Le Safari dans la Lune par Hugo Cabret

110 anni fa, nel 1902, l’illusionista, inventore e cineasta Georges Meliès produceva il primo colossal della storia del cinema: Le Voyage dans la Lune, 15 minuti di proiezione come non si era mai vista, ispirati a Jules Verne, fatti di invenzioni, effetti speciali, suggestioni e colpi di scena che segneranno profondamente il futuro della settima arte (assieme alle centinaia di altre sue pellicole). Meliès, illusionista e uomo di spettacolo, fu il primo a intuire il potenziale dell’invenzione dei fratelli Lumière, che aveva riprodotto, svincolando il cinema dalla dimensione di fotografia in movimento, adattando lo strumento al racconto di una storia inventando attributi fondamentali come il montaggio, gli effetti speciali o la costruzione di grandi teatri di posa (di vetro, per far entrare la luce del sole) ricchi di scenografie e costumi. Il successo dei suoi film fu grande nei primi anni ‘900 ma andò affievolendosi con il cambiare del cinema negli anni ’10 fino alla bancarotta e il maestro Meliès dovette vendere tutto e scomparire. Vi rimando al 12° e ultimo episodio della miniserie HBO (prodotta nel 1998 da Tom Hanks) From the Earth to the Moon per un bellissimo documentario sulle alterne fortune di Melies e sul suo metodo di lavoro.

In questa fase della vita di Meliès, negli anni ’20, si inserisce il romanzo The Invention of Hugo Cabret di Brian Selznick da cui è tratto il film Hugo Cabret di Martin Scorsese: la storia intercetta un Meliès stanco e deluso (Ben Kingsley) e lo proietta nella mitologia del cinema, costruendo una favolosa e spettacolare leggenda sull’invenzione e la riscoperta della settima arte in cui Meliès dismette i panni del regista e cineasta per diventare uomo, maestro, artista e vera e propria figura mitologica. Il film, girato in 3D, è assieme un omaggio a Meliès, che nei flashback vediamo al lavoro nel suo teatro di posa e di cui vediamo diversi spezzoni di film (in particolare il suo più noto Le Voyage dans la Lune), e un omaggio del cinema delle origini, le star del muto e a tutto l’immaginario che li accompagna: i cinefili possono davvero sbizzarrirsi con la caccia alle citazioni.

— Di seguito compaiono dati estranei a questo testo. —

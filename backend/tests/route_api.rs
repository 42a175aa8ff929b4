use std::sync::Arc;

use axum::{
    body::{Body, to_bytes},
    http::Request,
};
use hyper::StatusCode;
use seaway::{
    AppState, create_router,
    channels::ChannelGraph,
    config::EngineConfig,
    engine::SafeRouteEngine,
    land::LandMask,
    models::SafeRouteResponse,
};
use serde_json::{Value, json};
use tower::ServiceExt;

fn test_app() -> axum::Router {
    let mask = Arc::new(LandMask::bundled(0.2).expect("bundled land"));
    let channels = ChannelGraph::bundled(&mask).expect("bundled channels");
    let engine = SafeRouteEngine::new(mask, EngineConfig::default()).with_fallback(Arc::new(channels));
    create_router(AppState {
        engine: Arc::new(engine),
    })
}

fn post_json(payload: &Value) -> Request<Body> {
    Request::builder()
        .method("POST")
        .uri("/api/trips/safe-route")
        .header("content-type", "application/json")
        .body(Body::from(payload.to_string()))
        .unwrap()
}

#[tokio::test]
async fn safe_route_endpoint_routes_every_leg() {
    let app = test_app();
    let payload = json!({
        "days": [
            {"day": 1, "from": "Split", "to": "Milna",
             "fromLat": 43.5081, "fromLng": 16.4402, "toLat": 43.3244, "toLng": 16.4522},
            {"day": 2, "from": "Offshore", "to": "Offshore",
             "fromLat": "43.0", "fromLng": 15.5, "toLat": 43.2, "toLng": 15.7},
            {"day": "rest", "from": "Nowhere", "to": "Milna",
             "fromLat": null, "fromLng": 16.0, "toLat": 43.3244, "toLng": 16.4522}
        ],
        "vessel": {"draft_m": 1.8, "type": "catamaran"},
        "includeGpx": true
    });

    let response = app.oneshot(post_json(&payload)).await.unwrap();
    assert_eq!(response.status(), StatusCode::OK);

    let bytes = to_bytes(response.into_body(), 1024 * 1024).await.unwrap();
    let body: SafeRouteResponse = serde_json::from_slice(&bytes).unwrap();
    assert!(body.success);
    assert_eq!(body.safe_route.len(), 3);

    let split_milna = &body.safe_route[0];
    assert_eq!(split_milna.from, "Split");
    assert!(!split_milna.failed);
    assert!(!split_milna.waypoints.is_empty());

    assert!(!body.safe_route[1].failed);
    assert!(body.safe_route[1].waypoints.len() <= 1);

    let broken = &body.safe_route[2];
    assert!(broken.failed);
    assert!(broken.waypoints.is_empty());
    assert_eq!(broken.day.to_string(), "rest");

    assert!(body.gpx_base64.is_some_and(|gpx| !gpx.is_empty()));
}

#[tokio::test]
async fn wire_format_uses_camel_case_and_omits_empty_notes() {
    let app = test_app();
    let payload = json!({"days": [
        {"day": 1, "from": "A", "to": "B",
         "fromLat": 43.0, "fromLng": 15.5, "toLat": 43.2, "toLng": 15.7}
    ]});

    let response = app.oneshot(post_json(&payload)).await.unwrap();
    let bytes = to_bytes(response.into_body(), 1024 * 1024).await.unwrap();
    let body: Value = serde_json::from_slice(&bytes).unwrap();

    let leg = &body["safeRoute"][0];
    assert_eq!(leg["day"], 1);
    assert_eq!(leg["failed"], false);
    assert!(leg["distanceNm"].as_f64().unwrap() > 0.0);
    assert!(body.get("gpxBase64").is_none());
    for waypoint in leg["waypoints"].as_array().unwrap() {
        assert!(waypoint["lat"].is_f64());
        assert!(waypoint["lng"].is_f64());
    }
}

#[tokio::test]
async fn empty_itinerary_is_rejected() {
    let response = test_app().oneshot(post_json(&json!({"days": []}))).await.unwrap();
    assert_eq!(response.status(), StatusCode::BAD_REQUEST);
}

#[tokio::test]
async fn oversized_itinerary_is_rejected() {
    let leg = json!({"day": 1, "from": "A", "to": "B",
                     "fromLat": 43.0, "fromLng": 15.5, "toLat": 43.2, "toLng": 15.7});
    let days: Vec<Value> = std::iter::repeat(leg).take(91).collect();
    let response = test_app().oneshot(post_json(&json!({"days": days}))).await.unwrap();
    assert_eq!(response.status(), StatusCode::BAD_REQUEST);
}

#[tokio::test]
async fn health_reports_the_loaded_mask() {
    let request = Request::builder()
        .uri("/api/health")
        .body(Body::empty())
        .unwrap();
    let response = test_app().oneshot(request).await.unwrap();
    assert_eq!(response.status(), StatusCode::OK);

    let bytes = to_bytes(response.into_body(), 1024 * 1024).await.unwrap();
    let body: Value = serde_json::from_slice(&bytes).unwrap();
    assert_eq!(body["status"], "ok");
    assert_eq!(body["landPolygons"], 6);
    assert!((body["bufferKm"].as_f64().unwrap() - 0.2).abs() < 1e-9);
    assert_eq!(body["channelFallback"], true);
}

async fn post_and_read(payload: Value) -> (StatusCode, Value) {
    let response = test_app().oneshot(post_json(&payload)).await.unwrap();
    let status = response.status();
    let bytes = to_bytes(response.into_body(), 1024 * 1024).await.unwrap();
    (status, serde_json::from_slice(&bytes).unwrap())
}

#[tokio::test]
async fn null_days_and_labels_are_tolerated() {
    let (status, body) = post_and_read(json!({"days": [
        {"day": null, "from": null, "to": null,
         "fromLat": 43.0, "fromLng": 15.5, "toLat": 43.2, "toLng": 15.7}
    ]}))
    .await;
    assert_eq!(status, StatusCode::OK);
    let leg = &body["safeRoute"][0];
    assert_eq!(leg["day"], Value::Null);
    assert_eq!(leg["from"], "");
    assert_eq!(leg["failed"], false);
}

#[tokio::test]
async fn fractional_and_negative_days_are_echoed_as_labels() {
    let leg = |day: Value| {
        json!({"day": day, "from": "A", "to": "B",
               "fromLat": 43.0, "fromLng": 15.5, "toLat": 43.2, "toLng": 15.7})
    };
    let (status, body) = post_and_read(json!({"days": [leg(json!(1.5)), leg(json!(-2))]})).await;
    assert_eq!(status, StatusCode::OK);
    assert_eq!(body["safeRoute"][0]["day"], "1.5");
    assert_eq!(body["safeRoute"][1]["day"], "-2");
}

#[tokio::test]
async fn vessel_numbers_may_arrive_as_strings() {
    let (status, body) = post_and_read(json!({
        "days": [{"day": 1, "from": "A", "to": "B",
                  "fromLat": 43.0, "fromLng": 15.5, "toLat": 43.2, "toLng": 15.7}],
        "vessel": {"draft_m": "1.8", "type": "sailboat", "cruise_speed_kn": "6"}
    }))
    .await;
    assert_eq!(status, StatusCode::OK);
    assert!(body["safeRoute"][0]["estimatedHours"].as_f64().unwrap() > 0.0);
}

#[tokio::test]
async fn flat_vessel_fields_are_accepted() {
    let (status, body) = post_and_read(json!({
        "days": [{"day": 1, "from": "A", "to": "B",
                  "fromLat": 43.0, "fromLng": 15.5, "toLat": 43.2, "toLng": 15.7}],
        "vesselDraft": "1.8",
        "vesselType": "catamaran",
        "cruiseSpeedKn": "6"
    }))
    .await;
    assert_eq!(status, StatusCode::OK);
    let leg = &body["safeRoute"][0];
    let nm = leg["distanceNm"].as_f64().unwrap();
    let hours = leg["estimatedHours"].as_f64().unwrap();
    assert!((hours - nm / 6.0).abs() < 0.06);
}

#[tokio::test]
async fn non_object_legs_fail_on_their_own() {
    let (status, body) = post_and_read(json!({"days": [
        {"day": 1, "from": "A", "to": "B",
         "fromLat": 43.0, "fromLng": 15.5, "toLat": 43.2, "toLng": 15.7},
        "not a leg"
    ]}))
    .await;
    assert_eq!(status, StatusCode::OK);
    assert_eq!(body["safeRoute"][0]["failed"], false);
    assert_eq!(body["safeRoute"][1]["failed"], true);
    assert_eq!(body["safeRoute"][1]["waypoints"], json!([]));
}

Dal punto di vista prettamente visivo il film è incredibile (oscar per fotografia, effetti speciali e scenografia, quest’ultima di Dante Ferretti e Francesca Lo Schiavo) e Scorsese questa volta sembra aver centrato perfettamente la regia di una grande produzione dopo averci lasciati insoddisfatti con Gangs of New York. Il lavoro sui colori, le sfumature, i dettagli, i costumi è quanto di meglio possiate sperare e il 3D viene incorporato in modo esteticamente magistrale. Davvero non era possibile fare meglio.

Tornando alla trama, protagonista della storia è il piccolo Hugo Cabret, ragazzino orfano di un orologiaio, esperto di ingranaggi e meccanismi che vive nascosto alla stazione di Montparnasse a Parigi cercando di sfuggire agli orfanotrofi con l’unico obiettivo di riparare un automa su cui stava lavorando assieme a suo padre prima di rimanere solo. Grazie a un destino provvidenziale quanto beffardo, come solo una sceneggiatura cinematografica può concepire, la sua strada si incrocerà e si intreccerà a quella di Meliès in modo straordinario, rocambolesco e funambolico, come si addice a un film sul creatore degli effetti speciali, in una corsa avventurosa e suggestiva verso lo sperato lieto fine in cui Hugo trova famiglia e Georges Meliès il riconoscimento che gli è dovuto.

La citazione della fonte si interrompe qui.